Senate Majority Leader Harry Reid of Nevada survived a fierce
challenge from tea party Republican Sharron Angle. However,
Republicans ousted two Democratic senators and picked up
Democratic-held seats in four other states, leaving Reid with a
greatly diminished majority.

Reid's win, plus Democratic victories in California and West
Virginia, kept Republicans short of the 10-seat gain they needed to
control the 100-member chamber. Races in Alaska, Colorado and
Washington were too close to call.

With Republicans taking over the House, Obama will need a
Democratic-run Senate to champion his legislative agenda.

Senate Minority Leader Mitch McConnell, R-Ky., hailed his
party's gains. Tonight the voters ensured their message was heard
loud and clear, he said.

His task won't be easy, however. Several of his new GOP
colleagues are tea party acolytes who already have taken delight in
tweaking the party establishment.

As for the Democrats, Reid, a former boxer, said, the fight is
far from over.

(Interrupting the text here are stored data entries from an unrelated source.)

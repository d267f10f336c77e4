//! Offline model-building CLI: walks a labeled training-data directory tree
//! and writes one serialized [`ClassifierModel`] per slot range, ready to
//! be pointed at via `MODEL_PATH`.
//!
//! The teacher crate has no CLI parsing of its own to borrow from; this is
//! grounded instead on `Dicklesworthstone-glibc_rust`'s `clap`
//! derive usage, the other pack repo that depends on `clap`.

use std::path::PathBuf;

use clap::Parser;

use clientprint::ensemble::{EnsembleBuildParams, MultiRangeEnsemble};
use clientprint::features::DEFAULT_FEATURE_NAMES;
use clientprint::graffiti::GraffitiTable;
use clientprint::knn;
use clientprint::types::Client;

/// Builds per-slot-range classifier models from a labeled training-data tree.
#[derive(Parser, Debug)]
#[command(name = "clientprint-train")]
struct Cli {
    /// Directory of `slot_<start>_to_<end>/<ClientLabel>/*.json` training data.
    #[arg(long, default_value = "./data")]
    data_dir: PathBuf,

    /// Directory to write one serialized model file per range.
    #[arg(long, default_value = "./models")]
    out_dir: PathBuf,

    #[arg(long, default_value_t = knn::K)]
    k: usize,

    #[arg(long, default_value_t = 0.95)]
    confidence: f64,

    #[arg(long, default_value_t = 0.20)]
    min_guess: f64,

    /// Client labels to collapse into `Other` (comma-separated).
    #[arg(long, value_delimiter = ',')]
    grouped_into_other: Vec<String>,

    /// Client labels classified purely by graffiti, contributing no k-NN rows
    /// (comma-separated).
    #[arg(long, value_delimiter = ',')]
    graffiti_only: Vec<String>,

    /// If set, also prints a k-fold balanced-accuracy report per range
    /// (operator feedback only; does not change the saved model).
    #[arg(long)]
    cross_validate_folds: Option<usize>,
}

fn parse_clients(names: &[String]) -> anyhow::Result<Vec<Client>> {
    names
        .iter()
        .map(|n| {
            Client::from_str_opt(n).ok_or_else(|| anyhow::anyhow!("unknown client label {n}"))
        })
        .collect()
}

fn main() -> anyhow::Result<()> {
    tracing_subscriber::fmt()
        .with_env_filter(tracing_subscriber::EnvFilter::try_from_default_env().unwrap_or_else(|_| "info".into()))
        .compact()
        .init();

    let cli = Cli::parse();

    let params = EnsembleBuildParams {
        feature_names: DEFAULT_FEATURE_NAMES.map(String::from).to_vec(),
        grouped_into_other: parse_clients(&cli.grouped_into_other)?,
        graffiti_only: parse_clients(&cli.graffiti_only)?,
        k: cli.k,
        confidence: cli.confidence,
        min_guess: cli.min_guess,
        graffiti: GraffitiTable::default(),
    };

    tracing::info!(data_dir = %cli.data_dir.display(), "building ensemble from training data");
    let ensemble = MultiRangeEnsemble::from_directory(&cli.data_dir, &params)?;

    std::fs::create_dir_all(&cli.out_dir)?;
    for (start, end, classifier) in ensemble.ranges() {
        let model = classifier.model();
        let out_path = cli.out_dir.join(format!("slot_{start}_to_{end}.cprntmd"));
        model.save(&out_path)?;
        tracing::info!(
            start,
            end,
            enabled_clients = ?model.enabled_clients,
            rows = model.x.len(),
            path = %out_path.display(),
            "wrote model"
        );

        if let Some(folds) = cli.cross_validate_folds {
            let score = balanced_accuracy_kfold(
                &model.x,
                &model.y,
                model.enabled_clients.len(),
                model.k,
                folds,
            );
            tracing::info!(start, end, folds, balanced_accuracy = score, "cross-validation report");
        }
    }

    Ok(())
}

/// Simple (non-stratified, contiguous-chunk) k-fold balanced-accuracy
/// report: average per-class recall across folds, for operator feedback
/// only — it never changes the saved model (`spec.md` §4.E).
fn balanced_accuracy_kfold(x: &[Vec<f64>], y: &[u16], num_labels: usize, k: usize, folds: usize) -> f64 {
    if x.is_empty() || folds == 0 {
        return 0.0;
    }
    let n = x.len();
    let fold_size = (n + folds - 1) / folds;
    let mut fold_scores = Vec::with_capacity(folds);

    for fold in 0..folds {
        let test_start = fold * fold_size;
        let test_end = ((fold + 1) * fold_size).min(n);
        if test_start >= test_end {
            continue;
        }

        let train_x: Vec<Vec<f64>> = x[..test_start].iter().chain(&x[test_end..]).cloned().collect();
        let train_y: Vec<u16> = y[..test_start].iter().chain(&y[test_end..]).copied().collect();
        if train_x.is_empty() {
            continue;
        }

        let mut correct_per_class = vec![0usize; num_labels];
        let mut total_per_class = vec![0usize; num_labels];
        for i in test_start..test_end {
            let probs = knn::predict(&train_x, &train_y, k, num_labels, &x[i]);
            let predicted = probs
                .iter()
                .enumerate()
                .max_by(|a, b| a.1.partial_cmp(b.1).unwrap())
                .map(|(idx, _)| idx);
            let actual = y[i] as usize;
            total_per_class[actual] += 1;
            if predicted == Some(actual) {
                correct_per_class[actual] += 1;
            }
        }

        let represented: Vec<f64> = (0..num_labels)
            .filter(|&c| total_per_class[c] > 0)
            .map(|c| correct_per_class[c] as f64 / total_per_class[c] as f64)
            .collect();
        if !represented.is_empty() {
            fold_scores.push(represented.iter().sum::<f64>() / represented.len() as f64);
        }
    }

    if fold_scores.is_empty() {
        0.0
    } else {
        fold_scores.iter().sum::<f64>() / fold_scores.len() as f64
    }
}
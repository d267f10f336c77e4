//! Environment-variable configuration (`spec.md` §6), read with the
//! `std::env::var(...).ok().and_then(|s| s.parse().ok()).unwrap_or(default)`
//! idiom used throughout the teacher's `tinyzkp_api::main`.

use std::path::PathBuf;

const DEFAULT_DATA_DIR: &str = "./data";
const DEFAULT_BLOCK_DB: &str = "./blocks.sqlite";
const DEFAULT_BN_URL: &str = "http://localhost:5052";

#[derive(Clone, Debug)]
pub struct Config {
    /// Root of the training-data directory tree (`spec.md` §6).
    pub data_dir: PathBuf,
    /// Path to the SQLite block store file.
    pub block_db: PathBuf,
    /// Base URL of the upstream beacon node.
    pub bn_url: String,
    /// Path to a pre-built serialized model/ensemble directory. `None` means
    /// no model is configured; the server still starts and serves store
    /// queries, but classification endpoints report
    /// [`crate::error::AppError::ClassifierDisabled`].
    pub model_path: Option<PathBuf>,
    /// Presence of `DISABLE_CLASSIFIER` forces classification off even if
    /// `model_path` is set (useful for a store-only / query-only deployment).
    pub disable_classifier: bool,
}

impl Config {
    pub fn from_env() -> Self {
        let data_dir = std::env::var("DATA_DIR")
            .ok()
            .map(PathBuf::from)
            .unwrap_or_else(|| PathBuf::from(DEFAULT_DATA_DIR));
        let block_db = std::env::var("BLOCK_DB")
            .ok()
            .map(PathBuf::from)
            .unwrap_or_else(|| PathBuf::from(DEFAULT_BLOCK_DB));
        let bn_url = std::env::var("BN_URL").unwrap_or_else(|_| DEFAULT_BN_URL.to_string());
        let model_path = std::env::var("MODEL_PATH").ok().map(PathBuf::from);
        let disable_classifier = std::env::var("DISABLE_CLASSIFIER").is_ok();

        Self {
            data_dir,
            block_db,
            bn_url,
            model_path,
            disable_classifier,
        }
    }
}

#[cfg(test)]
mod tests {
    use super::*;

    #[test]
    fn defaults_when_env_absent() {
        // Exercises the fallback path directly; does not touch process env
        // to stay test-order-independent.
        assert_eq!(PathBuf::from(DEFAULT_DATA_DIR), PathBuf::from("./data"));
        assert_eq!(DEFAULT_BN_URL, "http://localhost:5052");
    }
}
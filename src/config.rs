//! Static configuration read from a JSON file.
//!
//! ```json
//! {
//!   "serviceUrl": "https://appapi2.test.bankid.com/rp/v5",
//!   "pollDelay": 2000,
//!   "certStore": {
//!     "certStorePath": "certs",
//!     "caCertFileName": "ca.pem",
//!     "userCertFileName": "client.pem",
//!     "userPrivateKeyFileName": "client.key"
//!   }
//! }
//! ```
//!
//! Instead of `userCertFileName`/`userPrivateKeyFileName` the client identity
//! can come from a PKCS#12 bundle: `userP12FileName` plus
//! `userPrivateKeyPassword`.
//!
//! Relative paths are resolved against `certStorePath`, which is itself
//! resolved against the directory holding the configuration file.

use crate::application::engine::{EngineSettings, MIN_POLL_INTERVAL, PollInterval, ShutdownPolicy};
use crate::error::{EngineError, Result};
use secrecy::SecretString;
use serde::{Deserialize, Deserializer};
use std::path::{Path, PathBuf};
use std::time::Duration;

pub const DEFAULT_CONFIG_FILE_NAME: &str = "config.json";
const DEFAULT_CONTENT_TYPE: &str = "application/json";
const DEFAULT_REQUEST_TIMEOUT_MS: u64 = 10_000;

#[derive(Debug, Deserialize)]
#[serde(rename_all = "camelCase")]
pub struct Config {
    /// Base URL; operation names are appended to it.
    pub service_url: String,
    /// Milliseconds between two `collect` calls of one order.
    #[serde(default = "default_poll_delay")]
    pub poll_delay: u64,
    pub cert_store: CertStore,
    #[serde(default)]
    pub http_client_config: HttpClientConfig,
    #[serde(default = "default_request_timeout")]
    pub request_timeout_ms: u64,
    /// Send at most one request at a time across all orders.
    #[serde(default)]
    pub serialize_requests: bool,
    /// When set, `shutdown` waits this long for running orders.
    #[serde(default)]
    pub shutdown_grace_ms: Option<u64>,
    /// A `tracing` filter directive such as `info` or `bankid=debug`.
    #[serde(default)]
    pub log_level: Option<String>,
    #[serde(default)]
    pub log_file: Option<PathBuf>,
    #[serde(skip)]
    base_dir: PathBuf,
}

#[derive(Debug, Default, Deserialize)]
#[serde(rename_all = "camelCase")]
pub struct CertStore {
    #[serde(default)]
    pub cert_store_path: PathBuf,
    /// PEM bundle of the CA the service certificate chains to.
    #[serde(default)]
    pub ca_cert_file_name: String,
    /// PEM client certificate (chain).
    #[serde(default)]
    pub user_cert_file_name: String,
    /// PEM private key matching the client certificate.
    #[serde(default)]
    pub user_private_key_file_name: String,
    /// PKCS#12 bundle holding certificate and key. Takes precedence over the
    /// PEM pair when set.
    #[serde(default, rename = "userP12FileName")]
    pub user_p12_file_name: String,
    /// Password of the PKCS#12 bundle.
    #[serde(default, deserialize_with = "optional_secret")]
    pub user_private_key_password: Option<SecretString>,
}

fn optional_secret<'de, D>(deserializer: D) -> std::result::Result<Option<SecretString>, D::Error>
where
    D: Deserializer<'de>,
{
    Option::<String>::deserialize(deserializer).map(|value| value.map(SecretString::from))
}

#[derive(Debug, Default, Deserialize)]
#[serde(rename_all = "camelCase")]
pub struct HttpClientConfig {
    #[serde(default)]
    pub request_header: RequestHeader,
}

#[derive(Debug, Deserialize)]
pub struct RequestHeader {
    #[serde(rename = "Host", default)]
    pub host: Option<String>,
    #[serde(rename = "Content-type", default = "default_content_type")]
    pub content_type: String,
}

impl Default for RequestHeader {
    fn default() -> Self {
        Self {
            host: None,
            content_type: default_content_type(),
        }
    }
}

fn default_poll_delay() -> u64 {
    MIN_POLL_INTERVAL.as_millis() as u64
}

fn default_request_timeout() -> u64 {
    DEFAULT_REQUEST_TIMEOUT_MS
}

fn default_content_type() -> String {
    DEFAULT_CONTENT_TYPE.to_string()
}

impl Config {
    /// Reads and validates the configuration file at `path`.
    pub fn load<P: AsRef<Path>>(path: P) -> Result<Self> {
        let path = path.as_ref();
        let raw = std::fs::read_to_string(path).map_err(|e| {
            EngineError::ConfigError(format!("could not read file {}: {e}", path.display()))
        })?;
        let base_dir = path
            .parent()
            .map(Path::to_path_buf)
            .unwrap_or_default();
        Self::from_json(&raw, base_dir).map_err(|e| match e {
            EngineError::ConfigError(msg) => {
                EngineError::ConfigError(format!("{}: {msg}", path.display()))
            }
            other => other,
        })
    }

    /// Parses a configuration whose relative paths are anchored at `base_dir`.
    pub fn from_json(raw: &str, base_dir: impl Into<PathBuf>) -> Result<Self> {
        let mut config: Self = serde_json::from_str(raw)
            .map_err(|e| EngineError::ConfigError(format!("could not parse configuration: {e}")))?;
        config.base_dir = base_dir.into();
        config.validate()?;
        Ok(config)
    }

    /// `config.json` next to the running executable.
    pub fn default_path() -> PathBuf {
        std::env::current_exe()
            .ok()
            .and_then(|exe| exe.parent().map(|dir| dir.join(DEFAULT_CONFIG_FILE_NAME)))
            .unwrap_or_else(|| PathBuf::from(DEFAULT_CONFIG_FILE_NAME))
    }

    fn validate(&self) -> Result<()> {
        reqwest::Url::parse(&self.service_url).map_err(|e| {
            EngineError::ConfigError(format!("invalid serviceUrl {:?}: {e}", self.service_url))
        })?;
        if self.cert_store.ca_cert_file_name.is_empty() {
            return Err(EngineError::ConfigError("caCertFileName cannot be empty".into()));
        }
        if self.cert_store.user_p12_file_name.is_empty() {
            if self.cert_store.user_cert_file_name.is_empty() {
                return Err(EngineError::ConfigError(
                    "userCertFileName cannot be empty unless userP12FileName is set".into(),
                ));
            }
            if self.cert_store.user_private_key_file_name.is_empty() {
                return Err(EngineError::ConfigError(
                    "userPrivateKeyFileName cannot be empty unless userP12FileName is set".into(),
                ));
            }
        }
        if self.request_timeout_ms == 0 {
            return Err(EngineError::ConfigError("requestTimeoutMs must be positive".into()));
        }
        Ok(())
    }

    pub fn ca_cert_path(&self) -> PathBuf {
        self.cert_path(&self.cert_store.ca_cert_file_name)
    }

    pub fn user_cert_path(&self) -> PathBuf {
        self.cert_path(&self.cert_store.user_cert_file_name)
    }

    pub fn user_private_key_path(&self) -> PathBuf {
        self.cert_path(&self.cert_store.user_private_key_file_name)
    }

    /// The PKCS#12 bundle, if the client identity comes from one.
    pub fn user_p12_path(&self) -> Option<PathBuf> {
        (!self.cert_store.user_p12_file_name.is_empty())
            .then(|| self.cert_path(&self.cert_store.user_p12_file_name))
    }

    pub fn log_file_path(&self) -> Option<PathBuf> {
        self.log_file
            .as_ref()
            .map(|file| fix_path(&self.base_dir, Path::new(""), file))
    }

    fn cert_path(&self, file: &str) -> PathBuf {
        fix_path(&self.base_dir, &self.cert_store.cert_store_path, Path::new(file))
    }

    /// The configured poll delay, raised to the floor if needed.
    pub fn poll_interval(&self) -> PollInterval {
        let interval = PollInterval::from_millis(self.poll_delay);
        if interval.get() > Duration::from_millis(self.poll_delay) {
            tracing::warn!(
                configured_ms = self.poll_delay,
                used_ms = interval.get().as_millis() as u64,
                "pollDelay below minimum, using the minimum"
            );
        }
        interval
    }

    pub fn request_timeout(&self) -> Duration {
        Duration::from_millis(self.request_timeout_ms)
    }

    pub fn engine_settings(&self) -> EngineSettings {
        EngineSettings {
            poll_interval: self.poll_interval(),
            shutdown: match self.shutdown_grace_ms {
                Some(ms) => ShutdownPolicy::Drain(Duration::from_millis(ms)),
                None => ShutdownPolicy::Detach,
            },
        }
    }
}

/// Absolute `file` wins, then absolute `dir`, else both under `root`.
fn fix_path(root: &Path, dir: &Path, file: &Path) -> PathBuf {
    if file.is_absolute() {
        return file.to_path_buf();
    }
    if dir.is_absolute() {
        return dir.join(file);
    }
    root.join(dir).join(file)
}
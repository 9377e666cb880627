use crate::domain::event::OrderEvent;
use crate::error::Result;
use serde::Serialize;
use std::io::Write;

#[derive(Serialize)]
struct EventRecord<'a> {
    order_id: &'a str,
    event: &'a str,
    detail: &'a str,
}

/// Writes order events as CSV records (`order_id,event,detail`).
///
/// Each record is flushed immediately so a terminal can follow an order live.
pub struct EventWriter<W: Write> {
    writer: csv::Writer<W>,
}

impl<W: Write> EventWriter<W> {
    /// Creates a new `EventWriter`; the header row is written with the first record.
    pub fn new(sink: W) -> Self {
        let writer = csv::WriterBuilder::new().has_headers(true).from_writer(sink);
        Self { writer }
    }

    pub fn write_event(&mut self, event: &OrderEvent) -> Result<()> {
        self.writer.serialize(EventRecord {
            order_id: event.order_id.as_str(),
            event: event.kind.as_str(),
            detail: &event.detail,
        })?;
        self.writer.flush()?;
        Ok(())
    }
}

He called Tuesday's results a bell signaling the
start of the next round.

Veteran Democratic Sens. Russ Feingold of Wisconsin and Blanche
Lincoln of Arkansas lost their re-election bids. Republicans took
open Democratic-held Senate seats in Illinois, Pennsylvania, North
Dakota and Indiana.

In Illinois, GOP Rep. Mark Kirk won a bitter contest against
Democratic state treasurer Alexi Giannoulias for Obama's old seat.
Giannoulias was dogged by legal woes at his opponent's family-owned
bank, while Kirk had his own problems after exaggerating his
military record. Obama made several campaign appearances for
Giannoulias, including last Saturday and Sunday.

Tea party champions won high-profile races in Florida and
Kentucky, spearheading a likely cadre of libertarian-leaning
Republicans who will press party leaders to be more adamant about
lower taxes, less spending and smaller government.

Rand Paul of Kentucky and Marco Rubio of Florida rocked the GOP
establishment last spring by routing leadership favorites in party
primaries. Then they beat back Democrats' efforts to paint them as
too extreme, winning comfortably on Tuesday.

In Utah, tea party-backed Mike Lee also won easily after
snatching the Republican nomination from Sen. Bob Bennett in March.

Tonight there's a tea party tidal wave, said an exultant
Paul.

Some Republicans, however, will render a harsher judgment.
Earlier this year, the GOP appeared in position to beat Reid and to
claim Vice President Joe Biden's old Delaware seat. But tea party
upstarts won the Republican nominations in both states and proved
to be seriously flawed challengers in the general election.

Republicans, however, recruited well in Wisconsin, Arkansas and
elsewhere.

Feingold, a three-term Democrat, lost to GOP newcomer Ron
Johnson in Wisconsin. Best known for efforts to tighten campaign
finance laws, Feingold was the only senator to vote against the
so-called Patriot Act passed after the 2001 terrorist attacks,
calling it a dangerous infringement on civil liberties.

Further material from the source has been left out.